Also, vergiss die Sorgen,
und lass uns ihnen zeigen,
wofür sich Israelis interessieren…
…für Bass mit Trillili.
Walla, das fängt gut an,
der heißeste Ort im Nahen Osten…“

Honeckers Yacht
Und das „Las Vegas Israels“ hatte vor dem Jahr 2000 auch einige Casinos zu bieten, meist nicht ganz so legale auf den berüchtigten Casinoschiffen, die „sauber“ ablegten und dann im Roten Meer die Tische umklappten und die Chips rausholten. Und wie es sich herausstellt (ich denke hier erstmals veröffentlicht) hat eines der Casinoschiffe eine besondere „German Connection“: Die „Red Sea Magic“ hieß in ihrem früheren Leben nämlich „Ostseeland“ und war geheime Staatsyacht des Arbeiter- und Bauernstaates. Was hätten Honecker, Ulbricht und Co. dazu gesagt, dass ihr realsozialistisches Warnow-Werft-Schiff einmal zum kapitalistischen Casino-Spaß an Israels Rotmeerküste werden würde? Ich sprach mit einem Mannschaftsmitglied aus der israelischen Zeit:
„Wir arbeiteten bis 2003. Dann wurde alle Casinoschiffe von der Polizei beschlagnahmt. Das Letze was ich von ihr hörte, war, dass sie nach Haifa gebracht wurde…“

Aber Tacheles, nach all dem Klitzer, Knitter und Klischees, wie sieht es am Boden aus?
Alle genannten Klischees zur Seite räumend, fuhr ich mit meiner Familie in den Eilaturlaub, inklusive Zwischenstopp an einer Krokodilfarm auf dem Weg, und beim vorurteilsfreien ersten Türöffnen auf dem Asphalt in Eilats Einkaufspassage, schallten uns die Bässe und das „Trillili“ entgegen.
Also kurz: In Eilat gibt es keine Klischees, man trifft sie.

Delphine und die Taucher-Autobahn
Dann schnappte ich mir Brille und Schnorchel und freute mich an bunten Fischen, bis ich an eine Taucherautobahn kam, wo der Verkehr so dicht war, dass man kaum durch die ganzen Sauerstoffflaschen und Flossen hindurch kam. Ständig kamen neue, andere schwammen zurück. Neugierig tauchte ich ihnen hinterher so gut ich konnte, bis sich unter mir in 24 Meter Tiefe die Ecktürme eines Kriegsschiffs eröffneten:
Die israelische Marine versenkte hier Anfang der 1990er eines seiner Raketenschnellboote – die es in den 1960ern durch das französische Embargo geschmuggelt hatte – um dieses mittlerweile ausgemusterte Schiff nun als Korallenreservoir und Taucherparadies weiterzunutzen. Auch alte Panzer wurden speziell für die Korallen hergerichtet und im Golf von Eilat versenkt. Die Taucher wissen diese Geste zu schätzen und kommen in Scharen.

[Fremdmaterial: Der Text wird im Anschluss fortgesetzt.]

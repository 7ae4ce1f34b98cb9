use super::*;

#[test]
fn ok_has_no_payload_fields() {
    let json = serde_json::to_string(&Response::Ok).unwrap();
    assert_eq!(json, r#"{"type":"Ok"}"#);
}

#[test]
fn hosts_round_trips_a_summary_list() {
    let response = Response::Hosts {
        hosts: vec![HostSummary {
            id: "hst-abc".into(),
            name: "box".into(),
            provider: fm_core::ProviderKind::Local,
            status: fm_core::HostStatus::Running,
            agent_count: 2,
            created_at_epoch_ms: 1,
        }],
    };
    let json = serde_json::to_string(&response).unwrap();
    let back: Response = serde_json::from_str(&json).unwrap();
    assert_eq!(response, back);
}

#[test]
fn host_with_no_match_serializes_none() {
    let response = Response::Host { host: None };
    let json = serde_json::to_string(&response).unwrap();
    assert!(json.contains("\"host\":null"));
}

#[test]
fn error_round_trips_with_a_message() {
    let response = Response::Error { message: "host not found".into() };
    let json = serde_json::to_string(&response).unwrap();
    let back: Response = serde_json::from_str(&json).unwrap();
    assert_eq!(response, back);
}
/// How often [`TransferEngine::pair`] re-checks both sides when it has no
/// local `notify` watch to wake it early (remote hosts, or a local watch
/// setup failure).
const PAIR_POLL_INTERVAL: Duration = Duration::from_secs(5);

#[derive(Debug, Clone, Copy, PartialEq, Eq)]
pub enum TransferMode {
    InPlace,
    Copy,
    Clone,
    Worktree,
    Rsync,
    VcsPush,
    VcsPull,
    Pair,
}

impl TransferMode {
    pub fn parse(name: &str) -> Option<Self> {
        match name {
            "in-place" => Some(Self::InPlace),
            "copy" => Some(Self::Copy),
            "clone" => Some(Self::Clone),
            "worktree" => Some(Self::Worktree),
            "rsync" => Some(Self::Rsync),
            "vcs-push" => Some(Self::VcsPush),
            "vcs-pull" => Some(Self::VcsPull),
            "pair" => Some(Self::Pair),
            _ => None,
        }
    }

    /// §4.4: clone/worktree require the source and target to be the same
    /// host (they share object storage on local disk).
    pub fn requires_same_host(self) -> bool {
        matches!(self, Self::InPlace | Self::Clone | Self::Worktree)
    }
}

/// §4.4 "Uncommitted-change policy" for vcs-aware modes.
#[derive(Debug, Clone, Copy, PartialEq, Eq, Default)]
pub enum UncommittedPolicy {
    #[default]
    Fail,
    Stash,
    Merge,
    Clobber,
}

/// §4.4 "Divergence policy": whether a ref rewrite is accepted.
#[derive(Debug, Clone, Copy, PartialEq, Eq, Default)]
pub enum DivergencePolicy {
    #[default]
    FastForwardOnly,
    /// `--mirror` for vcs-push, `--force` for vcs-pull.
    AcceptRewrite,
}

/// §4.4 pair-mode conflict resolution.
#[derive(Debug, Clone, Copy, PartialEq, Eq, Default)]
pub enum ConflictPolicy {
    #[default]
    Newer,
    Source,
    Target,
    Ask,
}

#[derive(Debug, Clone)]
pub struct TransferSpec {
    pub mode: TransferMode,
    pub source: PathBuf,
    pub target: PathBuf,
    pub include: Vec<String>,
    pub exclude: Vec<String>,
    pub branch: Option<String>,
    pub start_point: Option<String>,
    pub uncommitted: UncommittedPolicy,
    pub divergence: DivergencePolicy,
    pub conflict: ConflictPolicy,
}

impl TransferSpec {
    pub fn new(mode: TransferMode, source: impl Into<PathBuf>, target: impl Into<PathBuf>) -> Self {
        Self {
            mode,
            source: source.into(),
            target: target.into(),
            include: Vec::new(),
            exclude: Vec::new(),
            branch: None,
            start_point: None,
            uncommitted: UncommittedPolicy::default(),
            divergence: DivergencePolicy::default(),
            conflict: ConflictPolicy::default(),
        }
    }
}

#[derive(Debug, Error)]
pub enum TransferError {
    #[error("in-place mode requires source and target host to match")]
    NotSameHost,
    #[error("{0} requires a new branch name")]
    MissingBranch(&'static str),
    #[error("target has uncommitted changes")]
    UncommittedChanges,
    #[error("push/pull would rewrite history; pass --mirror/--force to accept")]
    WouldRewriteHistory,
    #[error("source is read-only for this mode")]
    SourceReadOnly,
    #[error(transparent)]
    Provider(#[from] ProviderError),
}

impl TransferError {
    pub fn to_error_kind(&self) -> fm_core::ErrorKind {
        use fm_core::ErrorKind;
        match self {
            TransferError::NotSameHost
            | TransferError::MissingBranch(_)
            | TransferError::SourceReadOnly => ErrorKind::InvalidRequest,
            TransferError::UncommittedChanges | TransferError::WouldRewriteHistory => ErrorKind::InvalidSpec,
            TransferError::Provider(e) => e.to_error_kind(),
        }
    }
}

/// Executes a [`TransferSpec`] against one host via its [`Provider`]. The
/// engine never talks to a host directly — every filesystem/git operation
/// is expressed as a provider `exec` or `transfer` call, so the same code
/// runs whether the host is local, a container, or reached over SSH.
pub struct TransferEngine<'a> {
    provider: &'a dyn Provider,
}
#[cfg(test)]
mod tests {
    use std::collections::BTreeMap;

    use fm_core::HostDescriptor;

    use super::*;
    use crate::session::fake::FakeSessionAdapter;

    fn host() -> HostDescriptor {
        HostDescriptor::builder().name("h1").provider(fm_core::ProviderKind::Local).build()
    }

    #[tokio::test]
    async fn noop_start_returns_ok() {
        let adapter = NoopSessionAdapter::new();
        let env = BTreeMap::new();
        let argv = vec!["echo".to_string()];
        let req = StartRequest { argv: &argv, env: &env, cwd: None };
        assert!(adapter.start(&host(), &SessionId::new("s"), req).await.is_ok());
    }

    #[tokio::test]
    async fn noop_has_returns_false() {
        let adapter = NoopSessionAdapter::new();
        assert!(!adapter.has(&host(), &SessionId::new("s")).await.unwrap());
    }

    #[tokio::test]
    async fn noop_capture_returns_empty() {
        let adapter = NoopSessionAdapter::new();
        assert!(adapter.capture(&host(), &SessionId::new("s"), 40).await.unwrap().is_empty());
    }

    #[test]
    fn noop_is_zero_sized() {
        assert_eq!(std::mem::size_of::<NoopSessionAdapter>(), 0);
    }

    #[tokio::test]
    async fn fake_start_then_has_is_true() {
        let adapter = FakeSessionAdapter::new();
        let env = BTreeMap::new();
        let argv = vec!["claude".to_string()];
        let req = StartRequest { argv: &argv, env: &env, cwd: None };
        let h = host();
        let sid = SessionId::new("s1");
        adapter.start(&h, &sid, req).await.unwrap();
        assert!(adapter.has(&h, &sid).await.unwrap());
    }

    #[tokio::test]
    async fn fake_start_twice_fails_already_exists() {
        let adapter = FakeSessionAdapter::new();
        let env = BTreeMap::new();
        let argv = vec!["claude".to_string()];
        let h = host();
        let sid = SessionId::new("s1");
        adapter.start(&h, &sid, StartRequest { argv: &argv, env: &env, cwd: None }).await.unwrap();
        let err = adapter.start(&h, &sid, StartRequest { argv: &argv, env: &env, cwd: None }).await.unwrap_err();
        assert!(matches!(err, SessionError::AlreadyExists(_)));
    }

    #[tokio::test]
    async fn fake_send_keys_requires_existing_session() {
        let adapter = FakeSessionAdapter::new();
        let err = adapter.send_keys(&host(), &SessionId::new("missing"), b"hi").await.unwrap_err();
        assert!(matches!(err, SessionError::NotFound(_)));
    }

    #[tokio::test]
    async fn fake_rename_moves_record_to_new_id() {
        let adapter = FakeSessionAdapter::new();
        let env = BTreeMap::new();
        let argv = vec!["claude".to_string()];
        let h = host();
        let old = SessionId::new("old");
        let new = SessionId::new("new");
        adapter.start(&h, &old, StartRequest { argv: &argv, env: &env, cwd: None }).await.unwrap();
        adapter.rename(&h, &old, &new).await.unwrap();
        assert!(!adapter.has(&h, &old).await.unwrap());
        assert!(adapter.has(&h, &new).await.unwrap());
    }

    #[tokio::test]
    async fn fake_add_window_requires_existing_session() {
        let adapter = FakeSessionAdapter::new();
        let err = adapter.add_window(&host(), &SessionId::new("missing"), "logs", &["tail".into()]).await.unwrap_err();
        assert!(matches!(err, SessionError::NotFound(_)));
    }

    #[tokio::test]
    async fn fake_kill_is_idempotent() {
        let adapter = FakeSessionAdapter::new();
        let h = host();
        let sid = SessionId::new("s1");
        adapter.kill(&h, &sid).await.unwrap();
        adapter.kill(&h, &sid).await.unwrap();
    }

    #[test]
    fn error_kinds_map_to_taxonomy() {
        use fm_core::ErrorKind;
        assert_eq!(SessionError::NotFound("x".into()).to_error_kind(), ErrorKind::NotFound);
        assert_eq!(SessionError::AlreadyExists("x".into()).to_error_kind(), ErrorKind::InvalidRequest);
        assert_eq!(SessionError::Unsupported("attach").to_error_kind(), ErrorKind::InvalidSpec);
    }
}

Die Mehrwertsteuer ist hier abgeschafft
Aber noch etwas macht Eilat so anders als den Rest Israels, und es hat sehr viel mit der besungenen VISA-Card zu tun: Israel hat in Eilat die Mehrwertsteuer ausgesetzt, erklärte die Stadt zur Freihandelszone und gewährt noch weitere großzügige Steuerverwöhnungen, um möglichst viele Israelis anzulocken. Und es funktioniert.

Ganz Eilat hat damit ein wenig das Gefühl eines erweiterten Duty-Free-Bereiches des Flughafens zu sein, nur mit einer Extraportion Meer, Sonne, Wüstenbergen, Spaß und Attraktionen. Dazu passt auch, dass der kleine provinzielle Flughafen mitten in der Stadt liegt und man hie und da die eher kleinen Maschinen ganz dicht vor sich starten und landen sieht und man zu Fuß vom Flughafen zur Promenade schlendert.
Aber auch hier entwickelt sich Eilat rasant weiter: Dieser alte Innenstadt-Flughafen wird bald geschlossen und städtisch neu bebaut, während der neue internationale Ramon-Flughafen – ein paar Kilometer nördlichen von Eilat – gerade aus den Dünen wächst. Den Tower kann man beim Vorbeifahren schon bestaunen. Der neue Flughafen soll den Ben-Gurion-Flughafen bei Tel Aviv, für den jedes Jahr wieder ein neues Rekordjahr von Flügen und Besuchern wird, entlasten und dafür sorgen, dass Israel endlich zwei internationale Flughäfen bieten kann.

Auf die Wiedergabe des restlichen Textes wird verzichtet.